• [Task prompt]:
Transcribe the records in full, keeping every word exactly as given.

• [Records to use]:
——
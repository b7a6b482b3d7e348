//! Error handling for the Regional Weather Dashboard
//!
//! Provides consistent error responses in Thai and English

use axum::{
    http::StatusCode,
    response::{IntoResponse, Response},
    Json,
};
use serde::Serialize;
use shared::DomainError;
use thiserror::Error;

/// Application error types
#[derive(Error, Debug)]
pub enum AppError {
    // Authentication errors
    #[error("Token expired")]
    TokenExpired,

    #[error("Invalid token")]
    InvalidToken,

    #[error("Unauthorized: {message}")]
    Unauthorized {
        message: String,
        message_th: String,
    },

    // Validation errors
    #[error("Validation error: {message}")]
    Validation {
        field: String,
        message: String,
        message_th: String,
    },

    // External service errors
    #[error("SSO service error: {0}")]
    SsoService(String),

    #[error("Configuration error: {0}")]
    Configuration(String),

    #[error("Forecast data error: {0}")]
    Domain(#[from] DomainError),

    // Database errors
    #[error("Database error: {0}")]
    DatabaseError(#[from] sqlx::Error),

    // Internal errors
    #[error("Internal server error: {0}")]
    Internal(String),
}

impl AppError {
    /// Validation failure on a named query or body field
    pub fn invalid_field(field: &str, message: impl Into<String>, message_th: impl Into<String>) -> Self {
        AppError::Validation {
            field: field.to_string(),
            message: message.into(),
            message_th: message_th.into(),
        }
    }
}

/// Error response structure
#[derive(Serialize)]
pub struct ErrorResponse {
    pub error: ErrorDetail,
}

#[derive(Serialize)]
pub struct ErrorDetail {
    pub code: String,
    pub message_en: String,
    pub message_th: String,
    #[serde(skip_serializing_if = "Option::is_none")]
    pub field: Option<String>,
}

impl ErrorDetail {
    pub fn new(code: &str, message_en: impl Into<String>, message_th: impl Into<String>) -> Self {
        Self {
            code: code.to_string(),
            message_en: message_en.into(),
            message_th: message_th.into(),
            field: None,
        }
    }
}

impl AppError {
    /// HTTP status and bilingual body for this error
    fn status_and_detail(&self) -> (StatusCode, ErrorDetail) {
        use StatusCode as S;
        match self {
            AppError::TokenExpired => (
                S::UNAUTHORIZED,
                ErrorDetail::new("TOKEN_EXPIRED", "Session has expired", "เซสชันหมดอายุแล้ว"),
            ),
            AppError::InvalidToken => (
                S::UNAUTHORIZED,
                ErrorDetail::new("INVALID_TOKEN", "Invalid token", "โทเค็นไม่ถูกต้อง"),
            ),
            AppError::Unauthorized { message, message_th } => (
                S::UNAUTHORIZED,
                ErrorDetail::new("UNAUTHORIZED", message.as_str(), message_th.as_str()),
            ),
            AppError::Validation { field, message, message_th } => {
                let mut detail =
                    ErrorDetail::new("VALIDATION_ERROR", message.as_str(), message_th.as_str());
                detail.field = Some(field.clone());
                (S::BAD_REQUEST, detail)
            }
            AppError::SsoService(msg) => (
                S::BAD_GATEWAY,
                ErrorDetail::new(
                    "SSO_SERVICE_ERROR",
                    format!("Citizen portal error: {}", msg),
                    format!("เกิดข้อผิดพลาดกับระบบยืนยันตัวตน: {}", msg),
                ),
            ),
            AppError::Configuration(msg) => (
                S::INTERNAL_SERVER_ERROR,
                ErrorDetail::new(
                    "CONFIGURATION_ERROR",
                    format!("Configuration error: {}", msg),
                    format!("เกิดข้อผิดพลาดในการตั้งค่า: {}", msg),
                ),
            ),
            AppError::Domain(err) => (
                S::INTERNAL_SERVER_ERROR,
                ErrorDetail::new("FORECAST_DATA_ERROR", err.to_string(), "ข้อมูลพยากรณ์อากาศไม่ถูกต้อง"),
            ),
            // Driver details stay in the log
            AppError::DatabaseError(_) => (
                S::INTERNAL_SERVER_ERROR,
                ErrorDetail::new("DATABASE_ERROR", "A database error occurred", "เกิดข้อผิดพลาดกับฐานข้อมูล"),
            ),
            AppError::Internal(msg) => (
                S::INTERNAL_SERVER_ERROR,
                ErrorDetail::new("INTERNAL_ERROR", msg.as_str(), "เกิดข้อผิดพลาดภายในเซิร์ฟเวอร์"),
            ),
        }
    }
}

impl IntoResponse for AppError {
    fn into_response(self) -> Response {
        let (status, detail) = self.status_and_detail();
        if status.is_server_error() {
            tracing::error!(code = %detail.code, error = ?self, "Request failed");
        } else {
            tracing::warn!(code = %detail.code, error = %self, "Request rejected");
        }

        (status, Json(ErrorResponse { error: detail })).into_response()
    }
}

/// Result type alias for handlers
pub type AppResult<T> = Result<T, AppError>;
——
• [Response to this task]:
repository b7a6b482b3d7e348
//! Error handling for the Regional Weather Dashboard
//!
//! Provides consistent error responses in Thai and English

use axum::{
    http::StatusCode,
    response::{IntoResponse, Response},
    Json,
};
use serde::Serialize;
use shared::DomainError;
use thiserror::Error;

/// Application error types
#[derive(Error, Debug)]
pub enum AppError {
    // Authentication errors
    #[error("Token expired")]
    TokenExpired,

    #[error("Invalid token")]
    InvalidToken,

    #[error("Unauthorized: {message}")]
    Unauthorized {
        message: String,
        message_th: String,
    },

    // Validation errors
    #[error("Validation error: {message}")]
    Validation {
        field: String,
        message: String,
        message_th: String,
    },

    // External service errors
    #[error("SSO service error: {0}")]
    SsoService(String),

    #[error("Configuration error: {0}")]
    Configuration(String),

    #[error("Forecast data error: {0}")]
    Domain(#[from] DomainError),

    // Database errors
    #[error("Database error: {0}")]
    DatabaseError(#[from] sqlx::Error),

    // Internal errors
    #[error("Internal server error: {0}")]
    Internal(String),
}

impl AppError {
    /// Validation failure on a named query or body field
    pub fn invalid_field(field: &str, message: impl Into<String>, message_th: impl Into<String>) -> Self {
        AppError::Validation {
            field: field.to_string(),
            message: message.into(),
            message_th: message_th.into(),
        }
    }
}

/// Error response structure
#[derive(Serialize)]
pub struct ErrorResponse {
    pub error: ErrorDetail,
}

#[derive(Serialize)]
pub struct ErrorDetail {
    pub code: String,
    pub message_en: String,
    pub message_th: String,
    #[serde(skip_serializing_if = "Option::is_none")]
    pub field: Option<String>,
}

impl ErrorDetail {
    pub fn new(code: &str, message_en: impl Into<String>, message_th: impl Into<String>) -> Self {
        Self {
            code: code.to_string(),
            message_en: message_en.into(),
            message_th: message_th.into(),
            field: None,
        }
    }
}

impl AppError {
    /// HTTP status and bilingual body for this error
    fn status_and_detail(&self) -> (StatusCode, ErrorDetail) {
        use StatusCode as S;
        match self {
            AppError::TokenExpired => (
                S::UNAUTHORIZED,
                ErrorDetail::new("TOKEN_EXPIRED", "Session has expired", "เซสชันหมดอายุแล้ว"),
            ),
            AppError::InvalidToken => (
                S::UNAUTHORIZED,
                ErrorDetail::new("INVALID_TOKEN", "Invalid token", "โทเค็นไม่ถูกต้อง"),
            ),
            AppError::Unauthorized { message, message_th } => (
                S::UNAUTHORIZED,
                ErrorDetail::new("UNAUTHORIZED", message.as_str(), message_th.as_str()),
            ),
            AppError::Validation { field, message, message_th } => {
                let mut detail =
                    ErrorDetail::new("VALIDATION_ERROR", message.as_str(), message_th.as_str());
                detail.field = Some(field.clone());
                (S::BAD_REQUEST, detail)
            }
            AppError::SsoService(msg) => (
                S::BAD_GATEWAY,
                ErrorDetail::new(
                    "SSO_SERVICE_ERROR",
                    format!("Citizen portal error: {}", msg),
                    format!("เกิดข้อผิดพลาดกับระบบยืนยันตัวตน: {}", msg),
                ),
            ),
            AppError::Configuration(msg) => (
                S::INTERNAL_SERVER_ERROR,
                ErrorDetail::new(
                    "CONFIGURATION_ERROR",
                    format!("Configuration error: {}", msg),
                    format!("เกิดข้อผิดพลาดในการตั้งค่า: {}", msg),
                ),
            ),
            AppError::Domain(err) => (
                S::INTERNAL_SERVER_ERROR,
                ErrorDetail::new("FORECAST_DATA_ERROR", err.to_string(), "ข้อมูลพยากรณ์อากาศไม่ถูกต้อง"),
            ),
            // Driver details stay in the log
            AppError::DatabaseError(_) => (
                S::INTERNAL_SERVER_ERROR,
                ErrorDetail::new("DATABASE_ERROR", "A database error occurred", "เกิดข้อผิดพลาดกับฐานข้อมูล"),
            ),
            AppError::Internal(msg) => (
                S::INTERNAL_SERVER_ERROR,
                ErrorDetail::new("INTERNAL_ERROR", msg.as_str(), "เกิดข้อผิดพลาดภายในเซิร์ฟเวอร์"),
            ),
        }
    }
}

impl IntoResponse for AppError {
    fn into_response(self) -> Response {
        let (status, detail) = self.status_and_detail();
        if status.is_server_error() {
            tracing::error!(code = %detail.code, error = ?self, "Request failed");
        } else {
            tracing::warn!(code = %detail.code, error = %self, "Request rejected");
        }

        (status, Json(ErrorResponse { error: detail })).into_response()
    }
}

/// Result type alias for handlers
pub type AppResult<T> = Result<T, AppError>;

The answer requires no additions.